TO DO:
What is needed here is an exact copy of all the records below.

++++

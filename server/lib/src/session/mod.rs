//! Per connection state: who is bound, which invocations are in flight, and the paged
//! results table.

use std::sync::atomic::{AtomicBool, AtomicU64, Ordering};

use hashbrown::HashMap;
use tokio::sync::{Mutex, MutexGuard};
use uuid::Uuid;

use crate::prelude::*;
use crate::server::access::{CredentialVerifier, Credentials};

pub mod paging;

pub use self::paging::{
    render_reference, validate_sort_keys, ListCursor, PagedResultsTable, PagedState,
    SearchCursor, SearchLevel,
};

/// One operation in flight. Traversal checks it cooperatively, there is no preemption.
#[derive(Debug, Clone)]
pub struct Invocation {
    pub invoke_id: u64,
    pub requester: Option<DistinguishedName>,
    pub authentication_level: AuthenticationLevel,
    abandon: Arc<AtomicBool>,
    deadline: Duration,
    clock: Arc<dyn Clock>,
}

impl Invocation {
    pub fn new(
        invoke_id: u64,
        requester: Option<DistinguishedName>,
        authentication_level: AuthenticationLevel,
        deadline: Duration,
        clock: Arc<dyn Clock>,
    ) -> Self {
        Invocation {
            invoke_id,
            requester,
            authentication_level,
            abandon: Arc::new(AtomicBool::new(false)),
            deadline,
            clock,
        }
    }

    pub fn deadline(&self) -> Duration {
        self.deadline
    }

    /// Tighten the deadline, such as to one carried in by chaining arguments.
    pub fn with_deadline(mut self, deadline: Duration) -> Self {
        self.deadline = self.deadline.min(deadline);
        self
    }

    pub fn abandon(&self) {
        self.abandon.store(true, Ordering::Release);
    }

    pub fn is_abandoned(&self) -> bool {
        self.abandon.load(Ordering::Acquire)
    }

    pub fn time_exceeded(&self) -> bool {
        self.clock.now() >= self.deadline
    }

    pub fn check(&self) -> Result<(), OperationError> {
        if self.is_abandoned() {
            request_info!(invoke_id = self.invoke_id, "invocation abandoned");
            return Err(OperationError::Abandoned);
        }
        if self.time_exceeded() {
            request_warn!(invoke_id = self.invoke_id, "time limit exceeded");
            return Err(OperationError::Service(ServiceProblem::TimeLimitExceeded));
        }
        Ok(())
    }
}

pub struct Session {
    pub id: Uuid,
    requester: Option<DistinguishedName>,
    authentication_level: AuthenticationLevel,
    paging: Mutex<PagedResultsTable>,
    in_flight: Mutex<HashMap<u64, Arc<AtomicBool>>>,
    next_invoke_id: AtomicU64,
    clock: Arc<dyn Clock>,
}

impl Session {
    pub fn new(max_paged_queries: usize, clock: Arc<dyn Clock>) -> Self {
        Session {
            id: Uuid::new_v4(),
            requester: None,
            authentication_level: AuthenticationLevel::None,
            paging: Mutex::new(PagedResultsTable::new(max_paged_queries)),
            in_flight: Mutex::new(HashMap::new()),
            next_invoke_id: AtomicU64::new(1),
            clock,
        }
    }

    pub fn requester(&self) -> Option<&DistinguishedName> {
        self.requester.as_ref()
    }

    #[instrument(level = "debug", skip_all, fields(session = %self.id))]
    pub async fn bind(
        &mut self,
        verifier: &dyn CredentialVerifier,
        credentials: Credentials,
    ) -> Result<(), OperationError> {
        if !verifier.verify(&credentials).await? {
            security_info!(name = ?credentials.name(), "bind rejected");
            return Err(OperationError::Security(SecurityProblem::InvalidCredentials));
        }
        self.authentication_level = credentials.authentication_level();
        self.requester = credentials.name().cloned();
        security_info!(name = ?self.requester, level = ?self.authentication_level, "bound");
        Ok(())
    }

    /// Start an invocation bounded by `time_limit` from now.
    pub async fn begin(&self, time_limit: Duration) -> Invocation {
        let invoke_id = self.next_invoke_id.fetch_add(1, Ordering::Relaxed);
        let inv = Invocation::new(
            invoke_id,
            self.requester.clone(),
            self.authentication_level,
            self.clock.now() + time_limit,
            self.clock.clone(),
        );
        self.in_flight
            .lock()
            .await
            .insert(invoke_id, inv.abandon.clone());
        inv
    }

    pub async fn finish(&self, inv: &Invocation) {
        self.in_flight.lock().await.remove(&inv.invoke_id);
    }

    /// Returns false when no such invocation is in flight.
    pub async fn abandon(&self, invoke_id: u64) -> bool {
        match self.in_flight.lock().await.get(&invoke_id) {
            Some(flag) => {
                flag.store(true, Ordering::Release);
                true
            }
            None => false,
        }
    }

    pub async fn paging(&self) -> MutexGuard<'_, PagedResultsTable> {
        self.paging.lock().await
    }

    /// Called when the connection goes away. All paged state is dropped and any work
    /// still running is abandoned.
    pub async fn teardown(&self) {
        let mut in_flight = self.in_flight.lock().await;
        for flag in in_flight.values() {
            flag.store(true, Ordering::Release);
        }
        in_flight.clear();
        self.paging.lock().await.clear();
        admin_info!(session = %self.id, "session torn down");
    }
}

#[cfg(test)]
mod tests {
    use super::*;
    use crate::testkit::{StaticCredentials, TestClock};
    use async_trait::async_trait;

    struct RejectAll;

    #[async_trait]
    impl CredentialVerifier for RejectAll {
        async fn verify(&self, _credentials: &Credentials) -> Result<bool, OperationError> {
            Ok(false)
        }
    }

    #[tokio::test]
    async fn test_session_bind_abandon_teardown() {
        let clock = Arc::new(TestClock::new(0));
        let mut session = Session::new(2, clock.clone());

        let creds = Credentials::Simple {
            name: dn!("cn=Alice,o=Example,c=US"),
            password: b"secret".to_vec(),
        };
        assert_eq!(
            session.bind(&RejectAll, creds.clone()).await,
            Err(OperationError::Security(SecurityProblem::InvalidCredentials))
        );
        assert!(session.requester().is_none());
        session
            .bind(&StaticCredentials::default(), creds)
            .await
            .expect("bind");
        assert_eq!(session.requester(), Some(&dn!("cn=Alice,o=Example,c=US")));

        let inv = session.begin(Duration::from_secs(10)).await;
        assert_eq!(inv.authentication_level, AuthenticationLevel::Simple);
        assert!(inv.check().is_ok());
        assert!(session.abandon(inv.invoke_id).await);
        assert_eq!(inv.check(), Err(OperationError::Abandoned));
        session.finish(&inv).await;
        assert!(!session.abandon(inv.invoke_id).await);

        let other = session.begin(Duration::from_secs(10)).await;
        let reference = {
            let mut paging = session.paging().await;
            let r = paging.allocate_reference();
            paging.insert(
                r.clone(),
                PagedState::List(ListCursor {
                    request: ListArgument::new(DistinguishedName::root()),
                    page_size: 1,
                    after: None,
                }),
            );
            r
        };
        session.teardown().await;
        assert!(other.is_abandoned());
        assert!(session.paging().await.get(&reference).is_none());
    }

    #[test]
    fn test_invocation_deadline() {
        let clock = Arc::new(TestClock::new(0));
        let inv = Invocation::new(
            1,
            None,
            AuthenticationLevel::None,
            Duration::from_secs(5),
            clock.clone(),
        );
        assert!(inv.check().is_ok());
        clock.advance(Duration::from_secs(5));
        assert_eq!(
            inv.check(),
            Err(OperationError::Service(ServiceProblem::TimeLimitExceeded))
        );
        let tightened = Invocation::new(2, None, AuthenticationLevel::None, Duration::from_secs(50), clock)
            .with_deadline(Duration::from_secs(1));
        assert_eq!(tightened.deadline(), Duration::from_secs(1));
    }
}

++++

SOLUTION TO THIS PROBLEM:
filename server/lib/src/session/mod.rs
//! Per connection state: who is bound, which invocations are in flight, and the paged
//! results table.

use std::sync::atomic::{AtomicBool, AtomicU64, Ordering};

use hashbrown::HashMap;
use tokio::sync::{Mutex, MutexGuard};
use uuid::Uuid;

use crate::prelude::*;
use crate::server::access::{CredentialVerifier, Credentials};

pub mod paging;

pub use self::paging::{
    render_reference, validate_sort_keys, ListCursor, PagedResultsTable, PagedState,
    SearchCursor, SearchLevel,
};

/// One operation in flight. Traversal checks it cooperatively, there is no preemption.
#[derive(Debug, Clone)]
pub struct Invocation {
    pub invoke_id: u64,
    pub requester: Option<DistinguishedName>,
    pub authentication_level: AuthenticationLevel,
    abandon: Arc<AtomicBool>,
    deadline: Duration,
    clock: Arc<dyn Clock>,
}

impl Invocation {
    pub fn new(
        invoke_id: u64,
        requester: Option<DistinguishedName>,
        authentication_level: AuthenticationLevel,
        deadline: Duration,
        clock: Arc<dyn Clock>,
    ) -> Self {
        Invocation {
            invoke_id,
            requester,
            authentication_level,
            abandon: Arc::new(AtomicBool::new(false)),
            deadline,
            clock,
        }
    }

    pub fn deadline(&self) -> Duration {
        self.deadline
    }

    /// Tighten the deadline, such as to one carried in by chaining arguments.
    pub fn with_deadline(mut self, deadline: Duration) -> Self {
        self.deadline = self.deadline.min(deadline);
        self
    }

    pub fn abandon(&self) {
        self.abandon.store(true, Ordering::Release);
    }

    pub fn is_abandoned(&self) -> bool {
        self.abandon.load(Ordering::Acquire)
    }

    pub fn time_exceeded(&self) -> bool {
        self.clock.now() >= self.deadline
    }

    pub fn check(&self) -> Result<(), OperationError> {
        if self.is_abandoned() {
            request_info!(invoke_id = self.invoke_id, "invocation abandoned");
            return Err(OperationError::Abandoned);
        }
        if self.time_exceeded() {
            request_warn!(invoke_id = self.invoke_id, "time limit exceeded");
            return Err(OperationError::Service(ServiceProblem::TimeLimitExceeded));
        }
        Ok(())
    }
}

pub struct Session {
    pub id: Uuid,
    requester: Option<DistinguishedName>,
    authentication_level: AuthenticationLevel,
    paging: Mutex<PagedResultsTable>,
    in_flight: Mutex<HashMap<u64, Arc<AtomicBool>>>,
    next_invoke_id: AtomicU64,
    clock: Arc<dyn Clock>,
}

impl Session {
    pub fn new(max_paged_queries: usize, clock: Arc<dyn Clock>) -> Self {
        Session {
            id: Uuid::new_v4(),
            requester: None,
            authentication_level: AuthenticationLevel::None,
            paging: Mutex::new(PagedResultsTable::new(max_paged_queries)),
            in_flight: Mutex::new(HashMap::new()),
            next_invoke_id: AtomicU64::new(1),
            clock,
        }
    }

    pub fn requester(&self) -> Option<&DistinguishedName> {
        self.requester.as_ref()
    }

    #[instrument(level = "debug", skip_all, fields(session = %self.id))]
    pub async fn bind(
        &mut self,
        verifier: &dyn CredentialVerifier,
        credentials: Credentials,
    ) -> Result<(), OperationError> {
        if !verifier.verify(&credentials).await? {
            security_info!(name = ?credentials.name(), "bind rejected");
            return Err(OperationError::Security(SecurityProblem::InvalidCredentials));
        }
        self.authentication_level = credentials.authentication_level();
        self.requester = credentials.name().cloned();
        security_info!(name = ?self.requester, level = ?self.authentication_level, "bound");
        Ok(())
    }

    /// Start an invocation bounded by `time_limit` from now.
    pub async fn begin(&self, time_limit: Duration) -> Invocation {
        let invoke_id = self.next_invoke_id.fetch_add(1, Ordering::Relaxed);
        let inv = Invocation::new(
            invoke_id,
            self.requester.clone(),
            self.authentication_level,
            self.clock.now() + time_limit,
            self.clock.clone(),
        );
        self.in_flight
            .lock()
            .await
            .insert(invoke_id, inv.abandon.clone());
        inv
    }

    pub async fn finish(&self, inv: &Invocation) {
        self.in_flight.lock().await.remove(&inv.invoke_id);
    }

    /// Returns false when no such invocation is in flight.
    pub async fn abandon(&self, invoke_id: u64) -> bool {
        match self.in_flight.lock().await.get(&invoke_id) {
            Some(flag) => {
                flag.store(true, Ordering::Release);
                true
            }
            None => false,
        }
    }

    pub async fn paging(&self) -> MutexGuard<'_, PagedResultsTable> {
        self.paging.lock().await
    }

    /// Called when the connection goes away. All paged state is dropped and any work
    /// still running is abandoned.
    pub async fn teardown(&self) {
        let mut in_flight = self.in_flight.lock().await;
        for flag in in_flight.values() {
            flag.store(true, Ordering::Release);
        }
        in_flight.clear();
        self.paging.lock().await.clear();
        admin_info!(session = %self.id, "session torn down");
    }
}

#[cfg(test)]
mod tests {
    use super::*;
    use crate::testkit::{StaticCredentials, TestClock};
    use async_trait::async_trait;

    struct RejectAll;

    #[async_trait]
    impl CredentialVerifier for RejectAll {
        async fn verify(&self, _credentials: &Credentials) -> Result<bool, OperationError> {
            Ok(false)
        }
    }

    #[tokio::test]
    async fn test_session_bind_abandon_teardown() {
        let clock = Arc::new(TestClock::new(0));
        let mut session = Session::new(2, clock.clone());

        let creds = Credentials::Simple {
            name: dn!("cn=Alice,o=Example,c=US"),
            password: b"secret".to_vec(),
        };
        assert_eq!(
            session.bind(&RejectAll, creds.clone()).await,
            Err(OperationError::Security(SecurityProblem::InvalidCredentials))
        );
        assert!(session.requester().is_none());
        session
            .bind(&StaticCredentials::default(), creds)
            .await
            .expect("bind");
        assert_eq!(session.requester(), Some(&dn!("cn=Alice,o=Example,c=US")));

        let inv = session.begin(Duration::from_secs(10)).await;
        assert_eq!(inv.authentication_level, AuthenticationLevel::Simple);
        assert!(inv.check().is_ok());
        assert!(session.abandon(inv.invoke_id).await);
        assert_eq!(inv.check(), Err(OperationError::Abandoned));
        session.finish(&inv).await;
        assert!(!session.abandon(inv.invoke_id).await);

        let other = session.begin(Duration::from_secs(10)).await;
        let reference = {
            let mut paging = session.paging().await;
            let r = paging.allocate_reference();
            paging.insert(
                r.clone(),
                PagedState::List(ListCursor {
                    request: ListArgument::new(DistinguishedName::root()),
                    page_size: 1,
                    after: None,
                }),
            );
            r
        };
        session.teardown().await;
        assert!(other.is_abandoned());
        assert!(session.paging().await.get(&reference).is_none());
    }

    #[test]
    fn test_invocation_deadline() {
        let clock = Arc::new(TestClock::new(0));
        let inv = Invocation::new(
            1,
            None,
            AuthenticationLevel::None,
            Duration::from_secs(5),
            clock.clone(),
        );
        assert!(inv.check().is_ok());
        clock.advance(Duration::from_secs(5));
        assert_eq!(
            inv.check(),
            Err(OperationError::Service(ServiceProblem::TimeLimitExceeded))
        );
        let tightened = Invocation::new(2, None, AuthenticationLevel::None, Duration::from_secs(50), clock)
            .with_deadline(Duration::from_secs(1));
        assert_eq!(tightened.deadline(), Duration::from_secs(1));
    }
}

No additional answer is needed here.